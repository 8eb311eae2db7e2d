//! LaTeX compilation behind the [`LatexEngine`] seam.
//!
//! The engine is a trait so the run loop can be exercised end-to-end in tests
//! with a fake that fabricates PDFs instantly — no TeX distribution needed.
//! The production implementation shells out to `xelatex` (configurable) with
//! a hard wall-clock budget: a pathological document that makes the engine
//! loop is killed at the deadline rather than wedging the whole run.

use crate::error::CompileError;
use std::future::Future;
use std::path::{Path, PathBuf};
use std::process::Stdio;
use std::time::Duration;
use tracing::{debug, warn};

/// Maximum bytes of engine output kept in a [`CompileError::Failed`] log.
const LOG_TAIL_BYTES: usize = 4096;

/// One LaTeX compilation: `.tex` in, `.pdf` out.
///
/// Implementations report failures as [`CompileError`]; the run loop attaches
/// the slide index and continues with the remaining slides.
pub trait LatexEngine: Send + Sync {
    /// Compile `tex_path`, placing the PDF (and aux files) in `out_dir`.
    ///
    /// Returns the path of the produced PDF.
    fn compile(
        &self,
        tex_path: &Path,
        out_dir: &Path,
    ) -> impl Future<Output = Result<PathBuf, CompileError>> + Send;
}

/// Production engine: spawns the configured LaTeX binary as a subprocess.
pub struct XelatexEngine {
    program: String,
    timeout: Duration,
}

impl XelatexEngine {
    pub fn new(program: impl Into<String>, timeout: Duration) -> Self {
        Self {
            program: program.into(),
            timeout,
        }
    }
}

impl LatexEngine for XelatexEngine {
    async fn compile(&self, tex_path: &Path, out_dir: &Path) -> Result<PathBuf, CompileError> {
        if !tex_path.exists() {
            return Err(CompileError::MissingFile {
                path: tex_path.to_path_buf(),
            });
        }
        if !out_dir.exists() {
            return Err(CompileError::MissingFile {
                path: out_dir.to_path_buf(),
            });
        }

        debug!(
            "Compiling {} with {} (timeout {}s)",
            tex_path.display(),
            self.program,
            self.timeout.as_secs()
        );

        let mut cmd = tokio::process::Command::new(&self.program);
        cmd.arg("-interaction=nonstopmode")
            .arg("-halt-on-error")
            .arg(format!("-output-directory={}", out_dir.display()))
            .arg(tex_path)
            .stdin(Stdio::null())
            .stdout(Stdio::piped())
            .stderr(Stdio::piped())
            // If the timeout fires, the output future is dropped and the
            // child is killed rather than left running detached.
            .kill_on_drop(true);

        let child = cmd.spawn().map_err(|e| {
            if e.kind() == std::io::ErrorKind::NotFound {
                CompileError::EngineNotFound {
                    program: self.program.clone(),
                    detail: e.to_string(),
                }
            } else {
                CompileError::Io(e)
            }
        })?;

        let output = match tokio::time::timeout(self.timeout, child.wait_with_output()).await {
            Err(_) => {
                warn!(
                    "{} timed out after {}s on {}",
                    self.program,
                    self.timeout.as_secs(),
                    tex_path.display()
                );
                return Err(CompileError::Timeout {
                    secs: self.timeout.as_secs(),
                });
            }
            Ok(result) => result?,
        };

        if !output.status.success() {
            return Err(CompileError::Failed {
                status: output.status.code(),
                log: log_tail(&output.stdout, &output.stderr),
            });
        }

        let pdf_path = expected_pdf_path(tex_path, out_dir);
        if !pdf_path.exists() {
            // Engines occasionally exit zero without producing output (e.g.
            // an empty document body).
            return Err(CompileError::Failed {
                status: output.status.code(),
                log: format!(
                    "engine exited successfully but '{}' was not produced",
                    pdf_path.display()
                ),
            });
        }

        Ok(pdf_path)
    }
}

/// Where the engine will place the PDF for `tex_path` under `out_dir`.
pub fn expected_pdf_path(tex_path: &Path, out_dir: &Path) -> PathBuf {
    let stem = tex_path
        .file_stem()
        .map(|s| s.to_string_lossy().into_owned())
        .unwrap_or_default();
    out_dir.join(format!("{stem}.pdf"))
}

/// The tail of stdout+stderr, bounded so one broken document cannot bloat
/// the run report with megabytes of engine log.
fn log_tail(stdout: &[u8], stderr: &[u8]) -> String {
    let combined = format!(
        "{}\n{}",
        String::from_utf8_lossy(stdout),
        String::from_utf8_lossy(stderr)
    );
    let trimmed = combined.trim();
    if trimmed.len() <= LOG_TAIL_BYTES {
        return trimmed.to_string();
    }
    let mut start = trimmed.len() - LOG_TAIL_BYTES;
    while !trimmed.is_char_boundary(start) {
        start += 1;
    }
    format!("…{}", &trimmed[start..])
}

#[cfg(test)]
mod tests {
    use super::*;

    #[test]
    fn expected_pdf_path_swaps_extension_and_dir() {
        let pdf = expected_pdf_path(
            Path::new("/tmp/tex/document_3.tex"),
            Path::new("/tmp/out"),
        );
        assert_eq!(pdf, PathBuf::from("/tmp/out/document_3.pdf"));
    }

    #[test]
    fn log_tail_bounds_output() {
        let big = vec![b'x'; LOG_TAIL_BYTES * 2];
        let tail = log_tail(&big, b"");
        assert!(tail.len() <= LOG_TAIL_BYTES + '…'.len_utf8());
        assert!(tail.starts_with('…'));
    }

    #[test]
    fn log_tail_keeps_short_output_verbatim() {
        let tail = log_tail(b"! Undefined control sequence.", b"some stderr");
        assert!(tail.contains("Undefined control sequence"));
        assert!(tail.contains("some stderr"));
    }

    #[tokio::test]
    async fn missing_tex_file_is_reported_before_spawning() {
        let dir = tempfile::tempdir().unwrap();
        let engine = XelatexEngine::new("definitely-not-a-real-engine", Duration::from_secs(1));
        let err = engine
            .compile(&dir.path().join("document_1.tex"), dir.path())
            .await
            .unwrap_err();
        assert!(matches!(err, CompileError::MissingFile { .. }));
    }

    #[tokio::test]
    async fn missing_engine_binary_is_reported() {
        let dir = tempfile::tempdir().unwrap();
        let tex = dir.path().join("document_1.tex");
        tokio::fs::write(&tex, "\\documentclass{article}\\begin{document}x\\end{document}")
            .await
            .unwrap();
        let engine = XelatexEngine::new("definitely-not-a-real-engine", Duration::from_secs(1));
        let err = engine.compile(&tex, dir.path()).await.unwrap_err();
        assert!(matches!(err, CompileError::EngineNotFound { .. }));
    }

    /// Write an executable shell script standing in for a LaTeX engine.
    #[cfg(unix)]
    fn fake_engine_script(dir: &Path, body: &str) -> PathBuf {
        use std::os::unix::fs::PermissionsExt;
        let path = dir.join("fake-tex");
        std::fs::write(&path, format!("#!/bin/sh\n{body}\n")).unwrap();
        std::fs::set_permissions(&path, std::fs::Permissions::from_mode(0o755)).unwrap();
        path
    }

    #[cfg(unix)]
    #[tokio::test]
    async fn wedged_engine_is_killed_at_the_deadline() {
        let dir = tempfile::tempdir().unwrap();
        let tex = dir.path().join("document_1.tex");
        tokio::fs::write(&tex, "irrelevant").await.unwrap();
        let script = fake_engine_script(dir.path(), "sleep 10");
        let engine = XelatexEngine::new(
            script.to_string_lossy().into_owned(),
            Duration::from_millis(200),
        );
        let err = engine.compile(&tex, dir.path()).await.unwrap_err();
        assert!(matches!(err, CompileError::Timeout { .. }));
    }

    #[cfg(unix)]
    #[tokio::test]
    async fn nonzero_exit_carries_the_engine_log() {
        let dir = tempfile::tempdir().unwrap();
        let tex = dir.path().join("document_1.tex");
        tokio::fs::write(&tex, "irrelevant").await.unwrap();
        let script = fake_engine_script(
            dir.path(),
            "echo '! Undefined control sequence.'; exit 1",
        );
        let engine =
            XelatexEngine::new(script.to_string_lossy().into_owned(), Duration::from_secs(5));
        let err = engine.compile(&tex, dir.path()).await.unwrap_err();
        match err {
            CompileError::Failed { status, log } => {
                assert_eq!(status, Some(1));
                assert!(log.contains("Undefined control sequence"));
            }
            other => panic!("unexpected error: {other:?}"),
        }
    }

    #[cfg(unix)]
    #[tokio::test]
    async fn clean_exit_without_a_pdf_is_a_failure() {
        let dir = tempfile::tempdir().unwrap();
        let tex = dir.path().join("document_1.tex");
        tokio::fs::write(&tex, "irrelevant").await.unwrap();
        let script = fake_engine_script(dir.path(), "exit 0");
        let engine =
            XelatexEngine::new(script.to_string_lossy().into_owned(), Duration::from_secs(5));
        let err = engine.compile(&tex, dir.path()).await.unwrap_err();
        match err {
            CompileError::Failed { log, .. } => assert!(log.contains("not produced")),
            other => panic!("unexpected error: {other:?}"),
        }
    }
}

+ + + + + + +

> [THE TASK] The answer is each line from the entries above in which the word "status" occurs.

> [PROBLEM SOLUTION]
        if !output.status.success() {
                status: output.status.code(),
                status: output.status.code(),
            CompileError::Failed { status, log } => {
                assert_eq!(status, Some(1));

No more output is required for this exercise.